Темница чиста даже и замусоренная, туда можно ступить безбоязненно. Только необходимо на пороге скинуть оболочку. С ней насыщенная путями пустота может поступить жестоко — истеребит, истреплет, изомнет. Никакой красоты не останется. Из темницы всегда видны небеса, пусть даже один квадратик, да и всегда перечеркнутый. Именно так — стены и небеса, а мир сокровенен.

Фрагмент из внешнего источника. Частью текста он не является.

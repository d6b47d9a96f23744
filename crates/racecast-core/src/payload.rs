//! Write payload construction.
//!
//! The backend keys candidates by persistent identity. Candidates that only
//! exist locally are sent with a null persistent id plus their name and party,
//! and a `local_ref` so county rows can point at the record the backend is
//! about to create.

use chrono::{DateTime, Utc};
use serde::{Deserialize, Serialize};

use crate::normalize::SyntheticPreview;
use crate::reconcile::{CandidateRef, IdentityReconciler, IdentityResolutionError};
use crate::types::{Party, ScenarioInput};

#[derive(Debug, Clone, PartialEq, Serialize, Deserialize)]
pub struct PayloadCandidate {
    /// `None` asks the backend to create the candidate
    pub persistent_id: Option<String>,
    pub local_ref: String,
    pub name: String,
    pub party: Party,
    pub votes: u64,
    pub percentage: f64,
    pub is_winner: bool,
    pub incumbent: bool,
}

#[derive(Debug, Clone, PartialEq, Serialize, Deserialize)]
pub struct PayloadCountyCandidate {
    pub persistent_id: Option<String>,
    pub local_ref: String,
    pub votes: u64,
}

#[derive(Debug, Clone, PartialEq, Serialize, Deserialize)]
pub struct PayloadCounty {
    pub division_id: String,
    pub division_name: String,
    pub total_votes: u64,
    pub candidates: Vec<PayloadCountyCandidate>,
    #[serde(default, skip_serializing_if = "Option::is_none")]
    pub change_summary: Option<String>,
}

/// The single atomic write that creates a synthetic race.
#[derive(Debug, Clone, PartialEq, Serialize, Deserialize)]
pub struct SyntheticRacePayload {
    pub idempotency_key: String,
    pub name: String,
    pub base_race_id: Option<String>,
    pub base_election_id: Option<String>,
    pub scenario_input: ScenarioInput,
    pub total_votes: u64,
    pub winner_local_ref: Option<String>,
    pub candidates: Vec<PayloadCandidate>,
    pub counties: Vec<PayloadCounty>,
    pub ai_summary: Option<String>,
    pub model_used: String,
    pub generated_at: DateTime<Utc>,
}

/// Build the write payload for a preview.
///
/// Base references must already be resolved to backend identifiers; pass
/// `None` for any that could not be.
pub fn build_write_payload(
    preview: &SyntheticPreview,
    base_race_id: Option<String>,
    base_election_id: Option<String>,
) -> Result<SyntheticRacePayload, IdentityResolutionError> {
    let reconciler = IdentityReconciler::new(&preview.candidates_used)?;

    let persistent_id = |reference: &CandidateRef| -> Result<Option<String>, IdentityResolutionError> {
        match reference {
            CandidateRef::Known { key } => reconciler
                .resolve_forward(key)
                .map(|c| IdentityReconciler::resolve_for_persistence(c).map(str::to_string))
                .ok_or_else(|| IdentityResolutionError::Unresolved { model_id: key.clone() }),
            CandidateRef::Unresolved { .. } => Ok(None),
        }
    };

    let mut candidates = Vec::with_capacity(preview.candidates.len());
    for result in &preview.candidates {
        // Known candidates go out under their own name and party.
        let (name, party) = match reconciler.resolve_ref(&result.reference) {
            Some(record) => (record.name.clone(), record.party),
            None => (result.name.clone(), result.party),
        };

        candidates.push(PayloadCandidate {
            persistent_id: persistent_id(&result.reference)?,
            local_ref: result.reference.key().to_string(),
            name,
            party,
            votes: result.votes,
            percentage: result.percentage,
            is_winner: result.is_winner,
            incumbent: result.incumbent,
        });
    }

    let mut counties = Vec::with_capacity(preview.counties.len());
    for county in &preview.counties {
        let rows = county
            .candidates
            .iter()
            .map(|row| {
                Ok(PayloadCountyCandidate {
                    persistent_id: persistent_id(&row.reference)?,
                    local_ref: row.reference.key().to_string(),
                    votes: row.votes,
                })
            })
            .collect::<Result<Vec<_>, IdentityResolutionError>>()?;

        counties.push(PayloadCounty {
            division_id: county.division_id.clone(),
            division_name: county.division_name.clone(),
            total_votes: county.total_votes,
            candidates: rows,
            change_summary: county.change_summary.clone(),
        });
    }

    Ok(SyntheticRacePayload {
        idempotency_key: preview.idempotency_key.clone(),
        name: preview.scenario.name.trim().to_string(),
        base_race_id,
        base_election_id,
        scenario_input: preview.scenario.clone(),
        total_votes: preview.total_votes,
        winner_local_ref: preview.winner().map(|w| w.reference.key().to_string()),
        candidates,
        counties,
        ai_summary: preview.ai_summary.clone(),
        model_used: preview.model_used.clone(),
        generated_at: preview.generated_at,
    })
}
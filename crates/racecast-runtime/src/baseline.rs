//! County baseline aggregation.
//!
//! The backend returns one row per division and candidate, sometimes with
//! repeats (one per reporting unit). Rows are folded into one
//! [`CountyBaselineResult`] per division, keeping first-seen order.

use std::collections::HashMap;
use std::sync::Arc;

use racecast_core::{BaselineVotes, CountyBaselineResult};

use crate::store::{BaselineRow, BaselineSource};

/// Fetches and folds baseline rows for a race.
#[derive(Clone)]
pub struct BaselineAggregator {
    source: Arc<dyn BaselineSource>,
}

impl BaselineAggregator {
    pub fn new(source: Arc<dyn BaselineSource>) -> Self {
        Self { source }
    }

    /// County baselines for a race.
    ///
    /// A failed read is logged and treated as "no baseline available":
    /// synthesis then falls back to state-level results.
    pub async fn fetch(&self, race_id: &str) -> Vec<CountyBaselineResult> {
        match self.source.fetch_county_rows(race_id).await {
            Ok(rows) => {
                let counties = aggregate_rows(&rows);
                if counties.is_empty() {
                    tracing::debug!(race_id, "No county baseline for race");
                } else {
                    tracing::debug!(
                        race_id,
                        rows = rows.len(),
                        counties = counties.len(),
                        "Loaded county baseline"
                    );
                }
                counties
            }
            Err(e) => {
                tracing::warn!(
                    race_id,
                    error = %e,
                    "County baseline read failed, continuing without baseline"
                );
                Vec::new()
            }
        }
    }
}

impl std::fmt::Debug for BaselineAggregator {
    fn fmt(&self, f: &mut std::fmt::Formatter<'_>) -> std::fmt::Result {
        f.debug_struct("BaselineAggregator").finish_non_exhaustive()
    }
}

#[derive(Default)]
struct DivisionAccumulator {
    division_id: String,
    division_name: String,
    reported_total: Option<u64>,
    precincts_reporting: u32,
    precincts_total: u32,
    candidates: Vec<BaselineVotes>,
    candidate_index: HashMap<String, usize>,
}

impl DivisionAccumulator {
    fn add(&mut self, row: &BaselineRow) {
        if self.division_name.trim().is_empty() {
            self.division_name = row.division_name.clone();
        }
        if let Some(total) = row.total_votes {
            self.reported_total = Some(self.reported_total.map_or(total, |t| t.max(total)));
        }
        if let Some(reporting) = row.precincts_reporting {
            self.precincts_reporting = self.precincts_reporting.max(reporting);
        }
        if let Some(total) = row.precincts_total {
            self.precincts_total = self.precincts_total.max(total);
        }

        match self.candidate_index.get(&row.candidate_source_id) {
            Some(&index) => self.candidates[index].votes += row.votes,
            None => {
                self.candidate_index
                    .insert(row.candidate_source_id.clone(), self.candidates.len());
                self.candidates.push(BaselineVotes {
                    source_id: row.candidate_source_id.clone(),
                    votes: row.votes,
                });
            }
        }
    }

    fn finish(self) -> CountyBaselineResult {
        let total_votes = self
            .reported_total
            .unwrap_or_else(|| self.candidates.iter().map(|c| c.votes).sum());

        CountyBaselineResult {
            division_name: if self.division_name.trim().is_empty() {
                self.division_id.clone()
            } else {
                self.division_name
            },
            division_id: self.division_id,
            precincts_reporting: self.precincts_reporting,
            precincts_total: self.precincts_total,
            total_votes,
            candidates: self.candidates,
        }
    }
}

/// Fold raw rows into one result per division.
///
/// Repeated rows for a division and candidate are summed. A division's total
/// is the largest total reported for it, or the sum of its candidates' votes
/// when none is reported.
pub fn aggregate_rows(rows: &[BaselineRow]) -> Vec<CountyBaselineResult> {
    let mut order: Vec<DivisionAccumulator> = Vec::new();
    let mut index: HashMap<&str, usize> = HashMap::new();

    for row in rows {
        let slot = *index.entry(row.division_id.as_str()).or_insert_with(|| {
            order.push(DivisionAccumulator {
                division_id: row.division_id.clone(),
                ..Default::default()
            });
            order.len() - 1
        });
        order[slot].add(row);
    }

    order.into_iter().map(DivisionAccumulator::finish).collect()
}

#[cfg(test)]
mod tests {
    use super::*;
    use crate::testing::MemoryBaselineSource;

    fn rows() -> Vec<BaselineRow> {
        vec![
            BaselineRow::new("c-2", "Berks", "src-a", 100),
            BaselineRow::new("c-1", "Adams", "src-b", 40),
            BaselineRow {
                total_votes: Some(200),
                precincts_reporting: Some(3),
                precincts_total: Some(5),
                ..BaselineRow::new("c-2", "Berks", "src-b", 60)
            },
            BaselineRow {
                total_votes: Some(150),
                precincts_reporting: Some(5),
                ..BaselineRow::new("c-2", "Berks", "src-a", 10)
            },
            BaselineRow::new("c-1", "Adams", "src-a", 35),
        ]
    }

    #[test]
    fn test_aggregate_keeps_first_seen_order() {
        let counties = aggregate_rows(&rows());
        let ids: Vec<_> = counties.iter().map(|c| c.division_id.as_str()).collect();
        assert_eq!(ids, vec!["c-2", "c-1"]);

        let berks_candidates: Vec<_> = counties[0]
            .candidates
            .iter()
            .map(|c| c.source_id.as_str())
            .collect();
        assert_eq!(berks_candidates, vec!["src-a", "src-b"]);
    }

    #[test]
    fn test_aggregate_sums_repeats_and_takes_largest_total() {
        let counties = aggregate_rows(&rows());
        let berks = &counties[0];

        assert_eq!(berks.votes_for("src-a"), Some(110));
        assert_eq!(berks.votes_for("src-b"), Some(60));
        assert_eq!(berks.total_votes, 200);
        assert_eq!(berks.precincts_reporting, 5);
        assert_eq!(berks.precincts_total, 5);
    }

    #[test]
    fn test_aggregate_sums_candidates_without_reported_total() {
        let counties = aggregate_rows(&rows());
        assert_eq!(counties[1].total_votes, 75);
        assert_eq!(counties[1].precincts_total, 0);
    }

    #[test]
    fn test_aggregate_empty() {
        assert!(aggregate_rows(&[]).is_empty());
    }

    #[tokio::test]
    async fn test_fetch_failure_means_no_baseline() {
        let aggregator = BaselineAggregator::new(Arc::new(MemoryBaselineSource::failing()));
        assert!(aggregator.fetch("race-1").await.is_empty());
    }

    #[tokio::test]
    async fn test_fetch_aggregates() {
        let source = MemoryBaselineSource::new().with_rows("race-1", rows());
        let aggregator = BaselineAggregator::new(Arc::new(source));

        assert_eq!(aggregator.fetch("race-1").await.len(), 2);
        assert!(aggregator.fetch("race-2").await.is_empty());
    }
}
//! Generative-model provider abstractions.
//!
//! Providers are created from configuration through a [`ProviderRegistry`]
//! and called only by the model gateway.
//!
//! ## Security
//!
//! Credentials are held as [`ApiCredential`] values and never appear in
//! `Debug` or `Display` output.

use async_trait::async_trait;
use serde::{Deserialize, Serialize};
use std::time::Duration;
use thiserror::Error;

mod factory;
pub mod secrets;

#[cfg(feature = "anthropic")]
mod anthropic;

#[cfg(feature = "openai")]
mod openai;

pub use factory::{ProviderFactory, ProviderRegistry};
pub use secrets::{ApiCredential, CredentialSource};

#[cfg(feature = "anthropic")]
pub use anthropic::{AnthropicProvider, AnthropicProviderFactory};

#[cfg(feature = "openai")]
pub use openai::{OpenAiProvider, OpenAiProviderFactory};

/// Errors from model providers.
#[derive(Error, Debug)]
pub enum ProviderError {
    #[error("HTTP request failed: {0}")]
    HttpError(String),

    #[error("Rate limit exceeded, retry after {retry_after:?}")]
    RateLimited { retry_after: Option<Duration> },

    #[error("API error: {status} - {message}")]
    ApiError { status: u16, message: String },

    #[error("JSON parse error: {0}")]
    ParseError(String),

    #[error("Authentication failed")]
    AuthError,

    #[error("Timeout after {0:?}")]
    Timeout(Duration),

    #[error("Provider not configured: {0}")]
    NotConfigured(String),
}

impl ProviderError {
    /// Whether the provider is refusing work because of rate or usage limits.
    pub fn is_quota(&self) -> bool {
        match self {
            ProviderError::RateLimited { .. } => true,
            ProviderError::ApiError { status, message } => {
                let message = message.to_lowercase();
                *status == 429
                    || message.contains("quota")
                    || message.contains("rate limit")
                    || message.contains("rate_limit")
            }
            _ => false,
        }
    }
}

/// Configuration for a completion request.
#[derive(Debug, Clone)]
pub struct CompletionConfig {
    /// Model to use
    pub model: String,

    /// Maximum tokens to generate
    pub max_tokens: u32,

    /// Sampling temperature
    pub temperature: f32,

    /// Request timeout
    pub timeout: Duration,
}

impl Default for CompletionConfig {
    fn default() -> Self {
        Self {
            model: "claude-sonnet-4-5-20250929".to_string(),
            max_tokens: 8192,
            temperature: 0.7,
            timeout: Duration::from_secs(120),
        }
    }
}

/// A chat message for completion.
#[derive(Debug, Clone, PartialEq, Serialize, Deserialize)]
pub struct ChatMessage {
    /// Role: "system", "user", or "assistant"
    pub role: String,

    pub content: String,
}

impl ChatMessage {
    pub fn system(content: impl Into<String>) -> Self {
        Self {
            role: "system".to_string(),
            content: content.into(),
        }
    }

    pub fn user(content: impl Into<String>) -> Self {
        Self {
            role: "user".to_string(),
            content: content.into(),
        }
    }
}

/// Response from a completion.
#[derive(Debug, Clone)]
pub struct CompletionResponse {
    /// Generated text, untrusted
    pub content: String,

    pub usage: TokenUsage,

    /// Model that actually served the request
    pub model: String,

    pub stop_reason: Option<String>,
}

/// Token usage from a completion.
#[derive(Debug, Clone, Copy, Default, PartialEq, Eq, Serialize, Deserialize)]
pub struct TokenUsage {
    pub prompt_tokens: u32,
    pub completion_tokens: u32,
}

impl TokenUsage {
    pub fn total(&self) -> u32 {
        self.prompt_tokens + self.completion_tokens
    }
}

/// A generative-model backend.
#[async_trait]
pub trait LlmProvider: Send + Sync {
    /// Execute a chat completion.
    async fn complete(
        &self,
        messages: Vec<ChatMessage>,
        config: &CompletionConfig,
    ) -> Result<CompletionResponse, ProviderError>;

    /// Provider type name, for logs.
    fn name(&self) -> &str;

    /// Estimate tokens for a prompt.
    fn estimate_tokens(&self, text: &str) -> u32 {
        // ~4 chars per token
        (text.len() / 4) as u32
    }
}

#[cfg(test)]
mod tests {
    use super::*;

    #[test]
    fn test_chat_message_roles() {
        assert_eq!(ChatMessage::system("rules").role, "system");
        assert_eq!(ChatMessage::user("prompt").role, "user");
    }

    #[test]
    fn test_token_usage_total() {
        let usage = TokenUsage {
            prompt_tokens: 1200,
            completion_tokens: 800,
        };
        assert_eq!(usage.total(), 2000);
    }

    #[test]
    fn test_quota_detection() {
        assert!(ProviderError::RateLimited { retry_after: None }.is_quota());
        assert!(ProviderError::ApiError {
            status: 429,
            message: "slow down".into()
        }
        .is_quota());
        assert!(ProviderError::ApiError {
            status: 400,
            message: "You exceeded your current quota".into()
        }
        .is_quota());
        assert!(!ProviderError::ApiError {
            status: 500,
            message: "internal".into()
        }
        .is_quota());
        assert!(!ProviderError::Timeout(Duration::from_secs(1)).is_quota());
    }
}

Улететь из нее возможно лишь в небо, если только грубо не выпрут в мир, за порог. Меня-то уж не выпрешь — из меня все излилось, а излившееся тут и пребудет. Не послушаются меня здесь обретшие самостоятельность формы, не пойдут за мной следом, даже если я их позову. Наружу можно выкинуть только сморщенную кожурку, отыскав ее в одном из темных углов, но к чему — тот же сор, который весь до конца не выметешь.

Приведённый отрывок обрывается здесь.